#### Information given

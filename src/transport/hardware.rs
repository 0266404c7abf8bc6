//! # SmartParallel Hardware Channel
//!
//! The real printer link: text goes out over the serial port, readiness
//! comes in on the CTS GPIO pin.
//!
//! ```no_run
//! use smartparallel::transport::HardwareChannel;
//!
//! let channel = HardwareChannel::open("/dev/ttyS0", 19200, 8)?;
//!
//! # Ok::<(), smartparallel::SmartParallelError>(())
//! ```

use std::io;
use std::path::Path;
use std::time::Duration;

use super::{Channel, CtsPin, SerialPort};
use crate::error::SmartParallelError;

/// Serial port + CTS pin
pub struct HardwareChannel {
    port: SerialPort,
    cts: CtsPin,
}

impl HardwareChannel {
    /// Open the serial device and the CTS pin.
    pub fn open<P: AsRef<Path>>(
        device: P,
        baud_rate: u32,
        cts_pin: u32,
    ) -> Result<Self, SmartParallelError> {
        let cts = CtsPin::open(cts_pin)?;
        let port = SerialPort::open(device, baud_rate)?;
        Ok(Self::from_parts(port, cts))
    }

    /// Combine an already opened port and pin.
    pub fn from_parts(port: SerialPort, cts: CtsPin) -> Self {
        Self { port, cts }
    }
}

impl Channel for HardwareChannel {
    /// A pin that can't be read counts as not ready, so a persistent fault
    /// ends in the transmitter's readiness timeout.
    fn is_ready(&mut self) -> bool {
        match self.cts.is_asserted() {
            Ok(ready) => ready,
            Err(e) => {
                tracing::warn!(pin = self.cts.pin(), error = %e, "failed to sample CTS");
                false
            }
        }
    }

    fn write_bytes(&mut self, data: &[u8]) -> io::Result<()> {
        self.port.write_all(data)
    }

    fn read_bytes(&mut self, buf: &mut [u8], deadline: Duration) -> io::Result<usize> {
        self.port.read_timeout(buf, deadline)
    }
}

########

■ The task
Work out how many lines in the records above hold the string "device", then give only that count.

■ Reply to the task
3